Fake news, influence des réseaux sociaux, IA, montée des discours complotistes… Nos enfants et ados traversent aujourd’hui un paysage informationnel aussi riche qu’instable. Comment les aider à faire le tri, à comprendre et à questionner sans les inquiéter ?
C’est tout l’enjeu de la rencontre « Décrypter pour mieux grandir », co-organisée par l’UCPA et les Scouts et Guides de France. Chercheur·es, formateur·rices et acteur·rices de terrain y ont partagé analyses et leviers d’action pour accompagner les jeunes vers une pensée autonome, curieuse et éclairée.
Voici l’essentiel à retenir pour mieux comprendre leurs usages et surtout mieux les soutenir.

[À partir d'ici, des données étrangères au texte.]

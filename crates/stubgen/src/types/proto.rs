use thiserror::Error;

use crate::registry::{self, AlgorithmDef, MetadataFieldDef, ProcessorDef, Registry, WindowTypeDef};

#[allow(warnings)]
#[warn(clippy::derive_partial_eq_without_eq)]
pub mod orca {
	pub mod core {
		tonic::include_proto!("orca.core");
	}
}
pub use orca::core::*;

#[derive(Error, Debug)]
pub enum ProtoError {
	#[error("algorithm '{algorithm}' on processor '{processor}' has no window type")]
	MissingWindowType { processor: String, algorithm: String },
}

impl From<ResultType> for registry::ResultType {
	fn from(value: ResultType) -> Self {
		match value {
			ResultType::NotSpecified => Self::NotSpecified,
			ResultType::Struct => Self::Struct,
			ResultType::Value => Self::Value,
			ResultType::Array => Self::Array,
			ResultType::None => Self::None,
		}
	}
}

impl From<WindowType> for WindowTypeDef {
	fn from(value: WindowType) -> Self {
		Self {
			name: value.name,
			version: value.version,
			description: value.description,
			metadata_fields: value
				.metadata_fields
				.into_iter()
				.map(|m| MetadataFieldDef {
					name: m.name,
					description: m.description,
				})
				.collect(),
		}
	}
}

impl TryFrom<InternalState> for Registry {
	type Error = ProtoError;

	fn try_from(state: InternalState) -> Result<Self, Self::Error> {
		let mut processors = Vec::with_capacity(state.processors.len());

		for proc in state.processors {
			let mut supported_algorithms = Vec::with_capacity(proc.supported_algorithms.len());

			for algo in proc.supported_algorithms {
				// Unknown enum values fall back to NOT_SPECIFIED and fail aggregation later
				let result_type = algo.result_type().into();
				let window_type = algo.window_type.ok_or_else(|| ProtoError::MissingWindowType {
					processor: proc.name.clone(),
					algorithm: algo.name.clone(),
				})?;

				supported_algorithms.push(AlgorithmDef {
					name: algo.name,
					version: algo.version,
					description: algo.description,
					window_type: window_type.into(),
					result_type,
				});
			}

			processors.push(ProcessorDef {
				name: proc.name,
				runtime: proc.runtime,
				connection_str: proc.connection_str,
				project_name: Some(proc.project_name).filter(|p| !p.is_empty()),
				supported_algorithms,
			});
		}

		Ok(Registry::with_processors(processors))
	}
}
use pso_engine::benchmarks::rastrigin;
use pso_engine::{CoefficientSampling, PsoConfig};
use pso_rastrigin::{run, Report};

#[test]
fn test_default_scenario_reports_non_negative_best() {
    for seed in 0..5 {
        let config = PsoConfig {
            seed: Some(seed),
            ..PsoConfig::default()
        };
        let report = run(&config).expect("default config is valid");

        assert_eq!(report.iterations, 100);
        assert_eq!(report.best_position.len(), 2);
        assert!(report.best_value >= 0.0, "Rastrigin is non-negative, got {}", report.best_value);
        assert_eq!(rastrigin(&report.best_position), report.best_value);
    }
}

#[test]
fn test_seeded_runs_report_identically() {
    let config = PsoConfig {
        seed: Some(2718),
        ..PsoConfig::default()
    };
    let a = run(&config).unwrap();
    let b = run(&config).unwrap();

    assert_eq!(a.best_position, b.best_position);
    assert_eq!(a.best_value.to_bits(), b.best_value.to_bits());
}

#[test]
fn test_reference_sampling_scenario() {
    // One r1/r2 pair per particle, shared across both axes
    let config = PsoConfig {
        sampling: CoefficientSampling::PerParticle,
        seed: Some(31),
        ..PsoConfig::default()
    };
    let report = run(&config).unwrap();
    assert!(report.best_value >= 0.0);
}

#[test]
fn test_zero_iteration_run() {
    let config = PsoConfig {
        n_iterations: 0,
        seed: Some(4),
        ..PsoConfig::default()
    };
    let report = run(&config).unwrap();

    assert_eq!(report.iterations, 0);
    assert!(report.best_position.iter().all(|&x| config.bounds.contains(x)));
}

#[test]
fn test_report_serializes_to_json() {
    let config = PsoConfig {
        n_iterations: 10,
        seed: Some(6),
        ..PsoConfig::default()
    };
    let report = run(&config).unwrap();

    let json = serde_json::to_string(&report).unwrap();
    let back: Report = serde_json::from_str(&json).unwrap();
    assert_eq!(back.best_position.len(), report.best_position.len());
    assert!((back.best_value - report.best_value).abs() <= 1e-12 * report.best_value.abs().max(1.0));
    assert_eq!(back.iterations, 10);
}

1. Comprendre comment les jeunes s’informent réellement
Avant de parler esprit critique, encore faut-il savoir comment les jeunes s'informent aujourd’hui. Les données présentées par Amélie Charruault (INJEP) dans le Baromètre DJEPVA sur la jeunesse 2024 offrent un paysage nuancé, qui rompt avec bien des idées reçues.
📌 Oui, les jeunes s’informent… et plus qu’on ne le croit
- 71 % des 15–30 ans s’informent au moins plusieurs fois par semaine.
- 37 % le font tous les jours (contre 69 % des plus de 30 ans).
- Les 25–30 ans sont les plus assidus et les plus diversifiés dans leurs pratiques.
📌 Des pratiques très marquées par les conditions sociales
« La jeunesse est une période d’apprentissage des pratiques informationnelles, façonnées par l’âge, le milieu familial, le genre ou encore le niveau de diplôme. »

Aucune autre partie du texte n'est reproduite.